Exercise description: Beneath this line are the data; copy exactly the part of them that opens with the line containing "its used length." and closes with the line containing "if count > NVM_MAX_WORDS", and only that part.

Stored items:
//! MR793200 NVM register access over SPI.
//!
//! Reads are a single full-duplex transaction: a 4-byte command header
//! (`opcode | addr_msb`, `addr_lsb`, two dummy bytes) followed by zero filler
//! while the device clocks data out. The device pipelines its answer by one
//! transfer, and where the data lands depends on the framing, see
//! [`ReadMode`].

use embedded_hal::delay::DelayNs;
use embedded_hal::spi::{Operation, SpiDevice};

use crate::data_types::ReadMode;
use crate::error::{Error, ProtocolError};
use crate::registers::{NVM_HEADER_LEN, NVM_MAX_WORDS, NVM_WRITE_SETTLE_MS, SpiStatusBits, nvm, opcode};

/// Bytes per data slot.
const SLOT_LEN: usize = 2;
/// Mode A: command echo discarded from the head of the response.
const LEGACY_ECHO_LEN: usize = 2;
/// Mode B: bytes per word block (`DATA(2)`, `STATUS(2)`).
const BLOCK_LEN: usize = 4;

/// Largest frame any read can produce.
const FRAME_CAPACITY: usize = NVM_HEADER_LEN + BLOCK_LEN * NVM_MAX_WORDS;

/// Mode A pipeline rule: after the echo, word `i` sits in 2-byte slot `2i + 1`;
/// every even slot is the extra echoed step of the pipeline.
pub const fn legacy_slot(word: usize) -> usize {
    2 * word + 1
}

/// Transaction length for `count` words in `mode`.
pub const fn frame_len(mode: ReadMode, count: usize) -> usize {
    match mode {
        ReadMode::Legacy => NVM_HEADER_LEN + SLOT_LEN * count,
        ReadMode::Block => NVM_HEADER_LEN + BLOCK_LEN * count,
    }
}

/// Build the read command frame into `frame` and return its used length.
pub fn encode_read(
    mode: ReadMode,
    addr_msb: u8,
    addr_lsb: u8,
    count: usize,
    frame: &mut [u8],
) -> Result<usize, ProtocolError> {
    if count > NVM_MAX_WORDS {
        return Err(ProtocolError::TooManyWords { requested: count, max: NVM_MAX_WORDS });
    }
    let len = frame_len(mode, count);
    if frame.len() < len {
        return Err(ProtocolError::ShortResponse { expected: len, actual: frame.len() });
    }
    frame[..len].fill(0x00);
    frame[0] = opcode::READ_NVM1 | (addr_msb & 0x0F);
    frame[1] = addr_lsb;
    Ok(len)
}

/// Decode a Mode A response into `words` (big-endian per word).
pub fn decode_legacy(response: &[u8], words: &mut [u16]) -> Result<(), ProtocolError> {
    let payload = response.get(LEGACY_ECHO_LEN..).unwrap_or(&[]);
    if let Some(last) = words.len().checked_sub(1) {
        let needed = LEGACY_ECHO_LEN + (legacy_slot(last) + 1) * SLOT_LEN;
        if response.len() < needed {
            return Err(ProtocolError::ShortResponse { expected: needed, actual: response.len() });
        }
    }
    for (i, word) in words.iter_mut().enumerate() {
        let at = legacy_slot(i) * SLOT_LEN;
        *word = u16::from_be_bytes([payload[at], payload[at + 1]]);
    }
    Ok(())
}

/// Decode a Mode B response into `words`: skip the header, keep the first 2 bytes of each 4-byte block.
pub fn decode_block(response: &[u8], words: &mut [u16]) -> Result<(), ProtocolError> {
    let needed = NVM_HEADER_LEN + BLOCK_LEN * words.len();
    if response.len() < needed {
        return Err(ProtocolError::ShortResponse { expected: needed, actual: response.len() });
    }
    let payload = &response[NVM_HEADER_LEN..];
    for (word, block) in words.iter_mut().zip(payload.chunks_exact(BLOCK_LEN)) {
        *word = u16::from_be_bytes([block[0], block[1]]);
    }
    Ok(())
}

/// Decode `response` according to `mode`.
pub fn decode_read(mode: ReadMode, response: &[u8], words: &mut [u16]) -> Result<(), ProtocolError> {
    match mode {
        ReadMode::Legacy => decode_legacy(response, words),
        ReadMode::Block => decode_block(response, words),
    }
}

/// MR793200 client. Owns the SPI device for as long as it lives.
pub struct Mr793200<SPI> {
    spi: SPI,
}

impl<SPI> Mr793200<SPI> {
    pub fn new(spi: SPI) -> Self {
        Self { spi }
    }

    /// Give the SPI device back.
    pub fn release(self) -> SPI {
        self.spi
    }
}

impl<SPI: SpiDevice> Mr793200<SPI> {
    /// Read `words.len()` consecutive words starting at `addr_msb:addr_lsb`.
    pub fn read_words(
        &mut self,
        mode: ReadMode,
        addr_msb: u8,
        addr_lsb: u8,
        words: &mut [u16],
    ) -> Result<(), Error<SPI::Error>> {
        let mut frame = [0u8; FRAME_CAPACITY];
        let len = encode_read(mode, addr_msb, addr_lsb, words.len(), &mut frame)?;
        self.spi
            .transaction(&mut [Operation::TransferInPlace(&mut frame[..len])])
            .map_err(Error::Bus)?;
        decode_read(mode, &frame[..len], words)?;
        Ok(())
    }

    /// Read one isolated word.
    pub fn read_word(&mut self, mode: ReadMode, addr_msb: u8, addr_lsb: u8) -> Result<u16, Error<SPI::Error>> {
        let mut word = [0u16; 1];
        self.read_words(mode, addr_msb, addr_lsb, &mut word)?;
        Ok(word[0])
    }

    /// Model number word (single word, Mode A).
    pub fn read_model_number(&mut self) -> Result<u16, Error<SPI::Error>> {
        self.read_word(ReadMode::Legacy, nvm::PAGE_MSB, nvm::MODEL_NUMBER)
    }

    /// Tag identifier (6-word block, Mode B).
    pub fn read_tid(&mut self) -> Result<[u16; nvm::TID_WORDS], Error<SPI::Error>> {
        let mut tid = [0u16; nvm::TID_WORDS];
        self.read_words(ReadMode::Block, nvm::PAGE_MSB, nvm::TID, &mut tid)?;
        Ok(tid)
    }

    /// Set SPI_EXCL in SPI_STAT so the NVM accepts writes.
    pub fn enable_write(&mut self) -> Result<(), Error<SPI::Error>> {
        let frame = [opcode::WRITE_SPIST, 0x00, 0x00, SpiStatusBits::SPI_EXCL.bits()];
        self.spi.write(&frame).map_err(Error::Bus)
    }

    /// Write consecutive words starting at `addr_msb:addr_lsb`, waiting for each to commit.
    pub fn write_words<D: DelayNs>(
        &mut self,
        addr_msb: u8,
        addr_lsb: u8,
        words: &[u16],
        delay: &mut D,
    ) -> Result<(), Error<SPI::Error>> {
        if words.len() > NVM_MAX_WORDS {
            return Err(Error::OutOfRange);
        }
        self.enable_write()?;
        for (i, word) in words.iter().enumerate() {
            let [hi, lo] = word.to_be_bytes();
            let lsb = addr_lsb.wrapping_add(i as u8 * nvm::WORD_STRIDE);
            self.spi
                .write(&[opcode::WRITE_NVM | (addr_msb & 0x0F), lsb, hi, lo])
                .map_err(Error::Bus)?;
            delay.delay_ms(NVM_WRITE_SETTLE_MS);
        }
        Ok(())
    }

    /// Read `words.len()` words of user memory (Mode B block).
    pub fn read_user_memory(&mut self, words: &mut [u16]) -> Result<(), Error<SPI::Error>> {
        self.read_words(ReadMode::Block, nvm::PAGE_MSB, nvm::USER_MEMORY, words)
    }

    /// Write user memory starting `offset` bytes past 0x22.
    pub fn write_user_memory<D: DelayNs>(
        &mut self,
        offset: u8,
        words: &[u16],
        delay: &mut D,
    ) -> Result<(), Error<SPI::Error>> {
        self.write_words(nvm::PAGE_MSB, nvm::USER_MEMORY.wrapping_add(offset), words, delay)
    }
}

#[cfg(feature = "async")]
impl<SPI: embedded_hal_async::spi::SpiDevice> Mr793200<SPI> {
    pub async fn read_words_async(
        &mut self,
        mode: ReadMode,
        addr_msb: u8,
        addr_lsb: u8,
        words: &mut [u16],
    ) -> Result<(), Error<SPI::Error>> {
        let mut frame = [0u8; FRAME_CAPACITY];
        let len = encode_read(mode, addr_msb, addr_lsb, words.len(), &mut frame)?;
        embedded_hal_async::spi::SpiDevice::transaction(&mut self.spi, &mut [Operation::TransferInPlace(&mut frame[..len])])
            .await
            .map_err(Error::Bus)?;
        decode_read(mode, &frame[..len], words)?;
        Ok(())
    }

    pub async fn enable_write_async(&mut self) -> Result<(), Error<SPI::Error>> {
        let frame = [opcode::WRITE_SPIST, 0x00, 0x00, SpiStatusBits::SPI_EXCL.bits()];
        embedded_hal_async::spi::SpiDevice::write(&mut self.spi, &frame)
            .await
            .map_err(Error::Bus)
    }

    pub async fn write_words_async<D: embedded_hal_async::delay::DelayNs>(
        &mut self,
        addr_msb: u8,
        addr_lsb: u8,
        words: &[u16],
        delay: &mut D,
    ) -> Result<(), Error<SPI::Error>> {
        if words.len() > NVM_MAX_WORDS {
            return Err(Error::OutOfRange);
        }
        self.enable_write_async().await?;
        for (i, word) in words.iter().enumerate() {
            let [hi, lo] = word.to_be_bytes();
            let lsb = addr_lsb.wrapping_add(i as u8 * nvm::WORD_STRIDE);
            embedded_hal_async::spi::SpiDevice::write(&mut self.spi, &[opcode::WRITE_NVM | (addr_msb & 0x0F), lsb, hi, lo])
                .await
                .map_err(Error::Bus)?;
            delay.delay_ms(NVM_WRITE_SETTLE_MS).await;
        }
        Ok(())
    }
}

Answer for the task:
/// Build the read command frame into `frame` and return its used length.
pub fn encode_read(
    mode: ReadMode,
    addr_msb: u8,
    addr_lsb: u8,
    count: usize,
    frame: &mut [u8],
) -> Result<usize, ProtocolError> {
    if count > NVM_MAX_WORDS {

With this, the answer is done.